■ **Stored data**
════════
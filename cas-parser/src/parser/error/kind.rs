use ariadne::Fmt;
use cas_attrs::ErrorKind;
use cas_error::EXPR;
use crate::tokenizer::TokenKind;

/// The end of the source code was reached unexpectedly.
#[derive(Debug, Clone, ErrorKind, PartialEq)]
#[error(
    message = "unexpected end of file",
    labels = [format!("you might need to add another {} here", "expression".fg(EXPR))],
)]
pub struct UnexpectedEof;

/// The end of the source code was expected, but something else was found.
#[derive(Debug, Clone, ErrorKind, PartialEq)]
#[error(
    message = "expected end of file",
    labels = [format!("I could not understand the remaining {} here", "expression".fg(EXPR))],
)]
pub struct ExpectedEof;

/// An unexpected token was encountered.
#[derive(Debug, Clone, ErrorKind, PartialEq)]
#[error(
    message = "unexpected token",
    labels = [format!("expected one of: {}", expected.iter().map(|t| format!("{:?}", t)).collect::<Vec<_>>().join(", "))],
    help = format!("found {:?}", found),
)]
pub struct UnexpectedToken {
    /// The token(s) that were expected.
    pub expected: &'static [TokenKind],

    /// The token that was found.
    pub found: TokenKind,
}

/// A parenthesis was opened but never closed.
#[derive(Debug, Clone, ErrorKind, PartialEq)]
#[error(
    message = "unclosed parenthesis",
    labels = ["this parenthesis is never closed"],
    help = format!("add a closing parenthesis `{}` somewhere after this", ")".fg(EXPR)),
)]
pub struct UnclosedParenthesis;

/// A pair of parentheses was found with nothing inside.
#[derive(Debug, Clone, ErrorKind, PartialEq)]
#[error(
    message = "missing expression inside parenthesis",
    labels = ["add an expression here"],
)]
pub struct EmptyParenthesis;

/// A numeric literal could not be converted to a number.
#[derive(Debug, Clone, ErrorKind, PartialEq)]
#[error(
    message = format!("invalid number `{}`", lexeme),
    labels = ["this literal"],
)]
pub struct InvalidNumber {
    /// The literal as written in the source.
    pub lexeme: String,
}

/// A shape annotation contained something other than a positive integer.
#[derive(Debug, Clone, ErrorKind, PartialEq)]
#[error(
    message = format!("invalid dimension `{}`", lexeme),
    labels = ["this dimension"],
    help = format!("dimensions must be {}", "positive integers".fg(EXPR)),
)]
pub struct InvalidDimension {
    /// The dimension as written in the source.
    pub lexeme: String,
}

/// A matrix literal whose rows do not all have the same number of entries.
#[derive(Debug, Clone, ErrorKind, PartialEq)]
#[error(
    message = "matrix rows have different lengths",
    labels = [format!("this row has {} entries, but the first row has {}", found, expected)],
)]
pub struct RaggedMatrix {
    /// The number of entries in the first row.
    pub expected: usize,

    /// The number of entries in the offending row.
    pub found: usize,
}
════════
■ **Activity**
Provide a faithful, complete copy of the entries above.

■ **Answer for the task**
filename cas-parser/src/parser/error/kind.rs
use ariadne::Fmt;
use cas_attrs::ErrorKind;
use cas_error::EXPR;
use crate::tokenizer::TokenKind;

/// The end of the source code was reached unexpectedly.
#[derive(Debug, Clone, ErrorKind, PartialEq)]
#[error(
    message = "unexpected end of file",
    labels = [format!("you might need to add another {} here", "expression".fg(EXPR))],
)]
pub struct UnexpectedEof;

/// The end of the source code was expected, but something else was found.
#[derive(Debug, Clone, ErrorKind, PartialEq)]
#[error(
    message = "expected end of file",
    labels = [format!("I could not understand the remaining {} here", "expression".fg(EXPR))],
)]
pub struct ExpectedEof;

/// An unexpected token was encountered.
#[derive(Debug, Clone, ErrorKind, PartialEq)]
#[error(
    message = "unexpected token",
    labels = [format!("expected one of: {}", expected.iter().map(|t| format!("{:?}", t)).collect::<Vec<_>>().join(", "))],
    help = format!("found {:?}", found),
)]
pub struct UnexpectedToken {
    /// The token(s) that were expected.
    pub expected: &'static [TokenKind],

    /// The token that was found.
    pub found: TokenKind,
}

/// A parenthesis was opened but never closed.
#[derive(Debug, Clone, ErrorKind, PartialEq)]
#[error(
    message = "unclosed parenthesis",
    labels = ["this parenthesis is never closed"],
    help = format!("add a closing parenthesis `{}` somewhere after this", ")".fg(EXPR)),
)]
pub struct UnclosedParenthesis;

/// A pair of parentheses was found with nothing inside.
#[derive(Debug, Clone, ErrorKind, PartialEq)]
#[error(
    message = "missing expression inside parenthesis",
    labels = ["add an expression here"],
)]
pub struct EmptyParenthesis;

/// A numeric literal could not be converted to a number.
#[derive(Debug, Clone, ErrorKind, PartialEq)]
#[error(
    message = format!("invalid number `{}`", lexeme),
    labels = ["this literal"],
)]
pub struct InvalidNumber {
    /// The literal as written in the source.
    pub lexeme: String,
}

/// A shape annotation contained something other than a positive integer.
#[derive(Debug, Clone, ErrorKind, PartialEq)]
#[error(
    message = format!("invalid dimension `{}`", lexeme),
    labels = ["this dimension"],
    help = format!("dimensions must be {}", "positive integers".fg(EXPR)),
)]
pub struct InvalidDimension {
    /// The dimension as written in the source.
    pub lexeme: String,
}

/// A matrix literal whose rows do not all have the same number of entries.
#[derive(Debug, Clone, ErrorKind, PartialEq)]
#[error(
    message = "matrix rows have different lengths",
    labels = [format!("this row has {} entries, but the first row has {}", found, expected)],
)]
pub struct RaggedMatrix {
    /// The number of entries in the first row.
    pub expected: usize,

    /// The number of entries in the offending row.
    pub found: usize,
}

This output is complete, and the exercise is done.